Il settore farmaceutico europeo continua a rappresentare un motore industriale e occupazionale di primo piano. L’export sostiene filiere estese, occupazione diretta e indiretta, attività di ricerca, logistica, produzione, qualità, regolatorio e accesso al mercato.
La notizia più rilevante, però, riguarda l’impatto sul lavoro. Le esportazioni farmaceutiche sostengono quasi un milione di posti nell’Unione europea, segnalando la forza di un comparto ad alta intensità di competenze.
La farmaceutica non vive soltanto nei laboratori. Accanto a ricerca e sviluppo operano figure di marketing, market access, medical affairs, regulatory affairs, supply chain, qualità, farmacovigilanza, data analysis e management sanitario. Ogni nuovo prodotto richiede percorsi lunghi, regole stringenti, dialogo con autorità, attenzione ai pazienti e capacità di portare innovazione dentro sistemi sanitari complessi. Per questo il settore chiede profili specializzati e aggiornati.
L’Italia occupa da anni una posizione importante nella produzione farmaceutica europea. Le imprese del comparto investono in ricerca, esportano, collaborano con università, ospedali e centri clinici. La crescita internazionale amplifica il bisogno di figure capaci di comprendere mercati, normative e modelli di accesso. Un professionista del pharma deve saper leggere il prodotto, ma anche il contesto: politiche sanitarie, sostenibilità economica, bisogni clinici, concorrenza e relazioni istituzionali.

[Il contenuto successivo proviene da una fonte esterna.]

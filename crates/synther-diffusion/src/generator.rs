//! Batched generation of synthetic transitions

use burn::prelude::*;
use rand::Rng;
use serde::{Deserialize, Serialize};

use crate::diffusion::ElucidatedDiffusion;
use crate::error::{DiffusionError, Result};
use crate::network::Denoiser;
use crate::normalizer::Normalizer;
use crate::sampler::SampleOptions;
use crate::transitions::{TransitionLayout, Transitions};

fn default_num_sample_steps() -> usize {
    128
}
fn default_sample_batch_size() -> usize {
    100_000
}

#[derive(Debug, Clone, PartialEq, Serialize, Deserialize)]
pub struct GeneratorConfig {
    #[serde(default = "default_num_sample_steps")]
    pub num_sample_steps: usize,
    #[serde(default = "default_sample_batch_size")]
    pub sample_batch_size: usize,
}

impl Default for GeneratorConfig {
    fn default() -> Self {
        Self {
            num_sample_steps: default_num_sample_steps(),
            sample_batch_size: default_sample_batch_size(),
        }
    }
}

impl GeneratorConfig {
    pub fn with_num_sample_steps(mut self, steps: usize) -> Self {
        self.num_sample_steps = steps;
        self
    }

    pub fn with_sample_batch_size(mut self, batch_size: usize) -> Self {
        self.sample_batch_size = batch_size;
        self
    }
}

/// Draws transitions from a trained model in fixed-size batches
///
/// Samples are clamped to `[-1, 1]` only when the model's normalizer reports
/// [`Normalizer::unit_range`].
#[derive(Debug)]
pub struct TransitionGenerator<'a, M, N> {
    diffusion: &'a ElucidatedDiffusion<M, N>,
    config: GeneratorConfig,
    layout: TransitionLayout,
}

impl<'a, M, N> TransitionGenerator<'a, M, N> {
    pub fn new(
        diffusion: &'a ElucidatedDiffusion<M, N>,
        config: GeneratorConfig,
        layout: TransitionLayout,
    ) -> Result<Self> {
        if config.num_sample_steps == 0 || config.sample_batch_size == 0 {
            return Err(DiffusionError::invalid(
                "num_sample_steps and sample_batch_size must be positive",
            ));
        }
        layout.validate()?;
        let expected = vec![layout.event_dim()];
        if diffusion.config().event_shape != expected {
            return Err(DiffusionError::ShapeMismatch {
                expected,
                actual: diffusion.config().event_shape.clone(),
            });
        }
        Ok(Self {
            diffusion,
            config,
            layout,
        })
    }

    pub fn config(&self) -> &GeneratorConfig {
        &self.config
    }

    pub fn layout(&self) -> &TransitionLayout {
        &self.layout
    }

    /// Number of sampler batches needed for `num_samples` transitions
    pub fn num_batches(&self, num_samples: usize) -> Result<usize> {
        let batch = self.config.sample_batch_size;
        if num_samples == 0 || num_samples % batch != 0 {
            return Err(DiffusionError::invalid(format!(
                "num_samples ({num_samples}) must be a positive multiple of sample_batch_size ({batch})"
            )));
        }
        let per_batch = batch * self.layout.num_transition;
        if num_samples % per_batch != 0 {
            return Err(DiffusionError::invalid(format!(
                "num_samples ({num_samples}) must be a multiple of sample_batch_size × num_transition ({per_batch})"
            )));
        }
        Ok(num_samples / per_batch)
    }

    /// Generates `num_samples` transitions
    pub fn generate<B, R>(
        &self,
        num_samples: usize,
        cond: Option<Tensor<B, 2>>,
        rng: &mut R,
        device: &B::Device,
    ) -> Result<Transitions<B>>
    where
        B: Backend,
        M: Denoiser<B, 2>,
        N: Normalizer<B, 2>,
        R: Rng,
    {
        self.generate_with_progress(num_samples, cond, rng, device, |_, _| {})
    }

    /// Like [`Self::generate`], calling `on_batch(done, total)` after every batch
    pub fn generate_with_progress<B, R, F>(
        &self,
        num_samples: usize,
        cond: Option<Tensor<B, 2>>,
        rng: &mut R,
        device: &B::Device,
        mut on_batch: F,
    ) -> Result<Transitions<B>>
    where
        B: Backend,
        M: Denoiser<B, 2>,
        N: Normalizer<B, 2>,
        R: Rng,
        F: FnMut(usize, usize),
    {
        let num_batches = self.num_batches(num_samples)?;
        let clamp = Normalizer::<B, 2>::unit_range(self.diffusion.normalizer());
        let options = SampleOptions::default()
            .with_num_sample_steps(self.config.num_sample_steps)
            .with_clamp(clamp);

        tracing::info!(
            num_samples,
            num_batches,
            batch_size = self.config.sample_batch_size,
            num_sample_steps = self.config.num_sample_steps,
            clamp,
            "generating transitions"
        );

        let mut parts = Vec::with_capacity(num_batches);
        for i in 0..num_batches {
            tracing::debug!(batch = i + 1, num_batches, "generating batch");
            let samples: Tensor<B, 2> = self.diffusion.sample(
                self.config.sample_batch_size,
                &options,
                cond.clone(),
                rng,
                device,
            )?;
            parts.push(self.layout.split(samples)?);
            on_batch(i + 1, num_batches);
        }
        Transitions::concat(parts)
    }
}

Questa evoluzione rende il settore interessante anche per laureati e professionisti provenienti da percorsi diversi. Biotecnologie, farmacia, chimica, medicina, economia, ingegneria gestionale, comunicazione scientifica e diritto possono trovare spazi specifici. La chiave consiste nel tradurre la propria base disciplinare in competenze di settore, perché il pharma usa un linguaggio proprio e richiede attenzione rigorosa ai processi.
Il master farmaceutico di 24ORE Business School rientra nell’area Sanità, Pharma e Biomed, che raccoglie percorsi dedicati al marketing farmaceutico, al management sanitario, al biomedicale, alla comunicazione scientifica, agli affari regolatori e alle nuove competenze richieste dall’innovazione. La sezione si rivolge sia a giovani laureati sia a professionisti che desiderano specializzarsi o cambiare traiettoria dentro il settore salute.
Un percorso formativo in ambito pharma deve tenere insieme conoscenza del mercato, casi aziendali, lessico regolatorio e capacità manageriali.
In ogni caso, non basta conoscere il prodotto, ma occorre capire come arriva al paziente, come si costruisce una strategia di accesso, come si dialoga con stakeholder clinici e istituzionali, come si rispettano vincoli di qualità e compliance. Questo rende la formazione un passaggio utile per chi ambisce a ruoli più strutturati.
24ORE Business School porta in questa area la propria esperienza nella formazione professionale e un network aziendale ampio. Docenti provenienti dal settore, formule full time o executive e contatto con realtà partner offrono un approccio vicino al mercato. In un comparto che unisce export, innovazione e impatto sociale, la qualificazione delle competenze diventa una condizione per contribuire a una filiera sempre più strategica.
Il legame tra export e occupazione mostra anche l’importanza delle filiere. Un farmaco arriva al mercato attraverso ricerca, produzione, confezionamento, controlli qualità, distribuzione, informazione scientifica e monitoraggio post-commercializzazione. Ogni passaggio coinvolge competenze specialistiche e responsabilità elevate. La crescita delle esportazioni amplifica questa domanda perché richiede conoscenza di mercati, standard regolatori e coordinamento internazionale.
La trasformazione digitale aggiunge nuove aree di sviluppo. Dati clinici, real world evidence, intelligenza artificiale, strumenti di comunicazione scientifica e tecnologie biomediche cambiano il modo in cui le aziende progettano, monitorano e raccontano l’innovazione. Il professionista del futuro dovrà comprendere scienza, regole e management. La formazione può aiutare a costruire questo ponte, soprattutto per chi arriva da un percorso accademico molto verticale.
Il settore offre inoltre una forte dimensione internazionale. Anche ruoli svolti in Italia dialogano con procedure, mercati e partner globali. Per questo contano inglese professionale, cultura regolatoria e capacità di lavorare in team multidisciplinari. Un master può rendere più leggibile questo ecosistema a chi vuole entrarci.